11 de mes traits autistiques

by Alichon

Je fais partie de ces autistes qui ont été diagnostiquées tardivement, dans mon cas, à l’âge adulte. Étant une femme, je suis aussi passée plus facilement entre les mailles du filet car je masque très bien. Avant de commencer le processus du diagnostique, lorsqu’on m’a dit que je pourrais peut-être être sur le spectre et qu’il y aurait quelque chose à creuser, j’ai lu et écouté des dizaines et des dizaines de témoignages de diagnostiques tardifs et de femmes autistes. Et je me suis tellement reconnue dans ces expériences que j’ai pleuré toutes les larmes de mon corps.

La fatigue

J’ai bien conscience que je commence par ce qui semble plus être une « conséquence » qu’un véritable trait mais je le compte quand même comme tel car c’est ce qui bloque le plus au quotidien. Je suis fatiguée, tout le temps. Depuis que j’ai quitté les bancs de l’école, j’ai l’impression que la vie n’est que fatigue. Avant mon diagnostique, je ne comprenais pas comment faisaient les gens pour « vivre » alors que moi je trouvais ça si compliqué. Je ne voyais pas trop l’intérêt d’ailleurs, de travailler si c’était pour n’avoir aucune énergie après. Aujourd’hui encore j’essaie plutôt de travailler pour vivre plutôt que le contraire mais très honnêtement j’ai plutôt l’impression de travailler pour « survivre ». J’aime mon travail mais ça me prend une énergie de dingue et après je suis vidée. Difficile d’avoir une vie dans ces conditions.

C’est aussi quelque chose qui a posé un énorme problème dans mon couple. J’ai souvent entendu que je n’avais pas « le monopole de la fatigue ». La frustration engendrée par l’impossibilité de faire comprendre mon état de fatigue était assez phénoménale.

J’avais aussi un côté assez « cyclique »: si je passais une journée motivée, à faire plein de choses, à ranger la maison, à voir des gens, etc. après j’avais deux jours de contre-coups où je n’avais pas l’énergie davantage que le minimum. Une fois encore, c’était excessivement frustrant.
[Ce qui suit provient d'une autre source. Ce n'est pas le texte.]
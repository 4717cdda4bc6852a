//! Livedesk Shared Types and Utilities
//!
//! This crate contains the domain types and database utilities shared across
//! the Livedesk platform.

pub mod db;
pub mod types;

pub use db::*;
pub use types::*;
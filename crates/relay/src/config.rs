//! Application configuration

use std::env;

/// Application configuration loaded from environment variables
#[derive(Debug, Clone)]
pub struct Config {
    // Server
    pub bind_address: String,

    // Database
    pub database_url: String,
    pub database_max_connections: u32,

    // Authentication
    pub jwt_secret: String,

    // CORS (the widget embeds cross-origin)
    pub cors_allow_origin: String,
}

impl Config {
    /// Load configuration from environment variables
    pub fn from_env() -> Result<Self, ConfigError> {
        Ok(Self {
            // Server
            bind_address: env::var("BIND_ADDRESS").unwrap_or_else(|_| "0.0.0.0:3000".to_string()),

            // Database
            database_url: env::var("DATABASE_URL")
                .map_err(|_| ConfigError::Missing("DATABASE_URL"))?,
            database_max_connections: env::var("DATABASE_MAX_CONNECTIONS")
                .unwrap_or_else(|_| "5".to_string())
                .parse()
                .unwrap_or(5),

            // Authentication
            jwt_secret: {
                let secret =
                    env::var("JWT_SECRET").map_err(|_| ConfigError::Missing("JWT_SECRET"))?;
                if secret.len() < 32 {
                    return Err(ConfigError::WeakSecret(
                        "JWT_SECRET must be at least 32 characters",
                    ));
                }
                secret
            },

            // CORS
            cors_allow_origin: env::var("CORS_ALLOW_ORIGIN").unwrap_or_else(|_| "*".to_string()),
        })
    }
}

/// Configuration errors
#[derive(Debug, thiserror::Error)]
pub enum ConfigError {
    #[error("Missing required environment variable: {0}")]
    Missing(&'static str),
    #[error("Weak secret: {0}")]
    WeakSecret(&'static str),
}

#[cfg(test)]
#[allow(clippy::unwrap_used)]
mod tests {
    use super::*;
    use std::sync::Mutex;

    // Mutex to ensure config tests run serially (they modify shared env vars)
    static CONFIG_TEST_MUTEX: Mutex<()> = Mutex::new(());

    fn set_required_vars() {
        env::set_var("DATABASE_URL", "postgres://localhost/livedesk_test");
        env::set_var(
            "JWT_SECRET",
            "test-secret-test-secret-test-secret-test",
        );
    }

    fn cleanup() {
        env::remove_var("DATABASE_URL");
        env::remove_var("JWT_SECRET");
        env::remove_var("DATABASE_MAX_CONNECTIONS");
    }

    #[test]
    fn test_missing_database_url() {
        let _guard = CONFIG_TEST_MUTEX.lock().unwrap();
        cleanup();
        env::set_var(
            "JWT_SECRET",
            "test-secret-test-secret-test-secret-test",
        );

        let result = Config::from_env();
        assert!(matches!(result, Err(ConfigError::Missing("DATABASE_URL"))));
        cleanup();
    }

    #[test]
    fn test_weak_jwt_secret_rejected() {
        let _guard = CONFIG_TEST_MUTEX.lock().unwrap();
        cleanup();
        env::set_var("DATABASE_URL", "postgres://localhost/livedesk_test");
        env::set_var("JWT_SECRET", "short");

        let result = Config::from_env();
        assert!(matches!(result, Err(ConfigError::WeakSecret(_))));
        cleanup();
    }

    #[test]
    fn test_defaults_applied() {
        let _guard = CONFIG_TEST_MUTEX.lock().unwrap();
        cleanup();
        set_required_vars();

        let config = Config::from_env().unwrap();
        assert_eq!(config.bind_address, "0.0.0.0:3000");
        assert_eq!(config.database_max_connections, 5);
        assert_eq!(config.cors_allow_origin, "*");
        cleanup();
    }
}
//! Typing indicator debounce
//!
//! Per `(chat, connection)` pair the coordinator holds at most one pending
//! expiry timer. The first `typing` signal in a window publishes
//! `user-typing`; repeats only re-arm the timer; 2 seconds of silence (or an
//! explicit `stop-typing`) publishes `user-stop-typing`. Pure coordination
//! state, nothing persisted.

use std::collections::HashMap;
use std::sync::Arc;
use std::time::Duration;
use tokio::sync::Mutex;
use tokio::task::JoinHandle;
use uuid::Uuid;

use super::events::ServerEvent;
use super::room::RoomManager;

/// Inactivity window after which a typing indicator expires
pub const TYPING_EXPIRY: Duration = Duration::from_secs(2);

/// (chat_id, session_id)
type TypingKey = (Uuid, Uuid);

struct Inner {
    rooms: Arc<RoomManager>,
    timers: Mutex<HashMap<TypingKey, JoinHandle<()>>>,
}

/// Debounced typing/stop-typing signaling on top of the broadcaster
#[derive(Clone)]
pub struct TypingCoordinator {
    inner: Arc<Inner>,
}

impl TypingCoordinator {
    pub fn new(rooms: Arc<RoomManager>) -> Self {
        Self {
            inner: Arc::new(Inner {
                rooms,
                timers: Mutex::new(HashMap::new()),
            }),
        }
    }

    /// Handle a `typing` signal from a connection.
    ///
    /// Publishes `user-typing` only when no timer is armed for this pair;
    /// otherwise just re-arms the expiry.
    pub async fn notify_typing(&self, chat_id: Uuid, session_id: Uuid, user_name: String) {
        let key = (chat_id, session_id);
        let mut timers = self.inner.timers.lock().await;

        let was_armed = match timers.remove(&key) {
            Some(handle) => {
                handle.abort();
                true
            }
            None => false,
        };

        if !was_armed {
            self.inner
                .rooms
                .broadcast(
                    &chat_id,
                    ServerEvent::UserTyping {
                        chat_id,
                        user_name: user_name.clone(),
                    },
                )
                .await;
        }

        let inner = Arc::clone(&self.inner);
        let handle = tokio::spawn(async move {
            tokio::time::sleep(TYPING_EXPIRY).await;
            inner.timers.lock().await.remove(&key);
            inner
                .rooms
                .broadcast(&chat_id, ServerEvent::UserStopTyping { chat_id })
                .await;
        });
        timers.insert(key, handle);

        tracing::trace!(
            chat_id = %chat_id,
            session_id = %session_id,
            rearmed = was_armed,
            "Typing timer armed"
        );
    }

    /// Handle an explicit `stop-typing` signal. No-op when no timer is armed.
    pub async fn notify_stop_typing(&self, chat_id: Uuid, session_id: Uuid) {
        let key = (chat_id, session_id);
        let removed = self.inner.timers.lock().await.remove(&key);

        if let Some(handle) = removed {
            handle.abort();
            self.inner
                .rooms
                .broadcast(&chat_id, ServerEvent::UserStopTyping { chat_id })
                .await;
        }
    }

    /// Cancel every timer a connection owns, publishing the terminal
    /// `user-stop-typing` for each armed chat. Called on disconnect.
    pub async fn cancel_for_connection(&self, session_id: &Uuid) {
        let cancelled: Vec<Uuid> = {
            let mut timers = self.inner.timers.lock().await;
            let keys: Vec<TypingKey> = timers
                .keys()
                .filter(|(_, sid)| sid == session_id)
                .copied()
                .collect();
            keys.into_iter()
                .filter_map(|key| timers.remove(&key).map(|h| (key.0, h)))
                .map(|(chat_id, handle)| {
                    handle.abort();
                    chat_id
                })
                .collect()
        };

        for chat_id in cancelled {
            self.inner
                .rooms
                .broadcast(&chat_id, ServerEvent::UserStopTyping { chat_id })
                .await;
        }
    }

    /// Number of armed timers (diagnostics)
    pub async fn active_timers(&self) -> usize {
        self.inner.timers.lock().await.len()
    }
}
//! Livedesk relay server entry point

use anyhow::Context;
use tracing_subscriber::{layer::SubscriberExt, util::SubscriberInitExt, EnvFilter};

use livedesk_relay::{routes, AppState, Config};

#[tokio::main]
async fn main() -> anyhow::Result<()> {
    // Load .env if present (development convenience)
    dotenvy::dotenv().ok();

    tracing_subscriber::registry()
        .with(EnvFilter::try_from_default_env().unwrap_or_else(|_| EnvFilter::new("info")))
        .with(tracing_subscriber::fmt::layer())
        .init();

    let config = Config::from_env().context("Failed to load configuration")?;

    let pool = livedesk_shared::create_pool(&config.database_url, config.database_max_connections)
        .await
        .context("Failed to connect to database")?;

    livedesk_shared::run_migrations(&pool)
        .await
        .context("Failed to run migrations")?;
    tracing::info!("Database migrations applied");

    let bind_address = config.bind_address.clone();
    let state = AppState::new(config, pool);
    let router = routes::create_router(state);

    let listener = tokio::net::TcpListener::bind(&bind_address)
        .await
        .with_context(|| format!("Failed to bind {bind_address}"))?;
    tracing::info!(address = %bind_address, "Livedesk relay listening");

    axum::serve(listener, router)
        .await
        .context("Server error")?;

    Ok(())
}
Aujourd’hui j’ai davantage conscience de mes « jauges » d’énergie. Cela reste contrariant pour moi de savoir que, lors de mes semaines de travail, je ne sais quasiment rien faire d’autres, mais du coup j’essaie aussi d’éviter de me surinvestir.

Les comportements répétitifs

Outre le balancement incessant de mes jambes et les chansons écoutées en boucle sans que cela ne me lasse, j’ai une certaine passion pour prendre en photos les motifs et les textures, ou assez régulièrement la même vue. C’est quelque chose auquel je n’avais pas spécialement prêté attention avant d’avoir mon diagnostic mais ça rentre tellement « dans cette case » que j’ai trouvé ça très logique après-coup. J’ai même un hashtag « textures » sur Lightroom qui regroupent toutes les textures et motifs que j’ai en photos.

Dans certaines situations, lorsque je sens les larmes arrivées, je me répète aussi une liste de mots qui commencent par la lettre P (pourquoi cette lettre ? Je l’ignore). Je me trouve quelques mots et puis je les répète en boucle dans ma tête jusqu’à ce que ça passe.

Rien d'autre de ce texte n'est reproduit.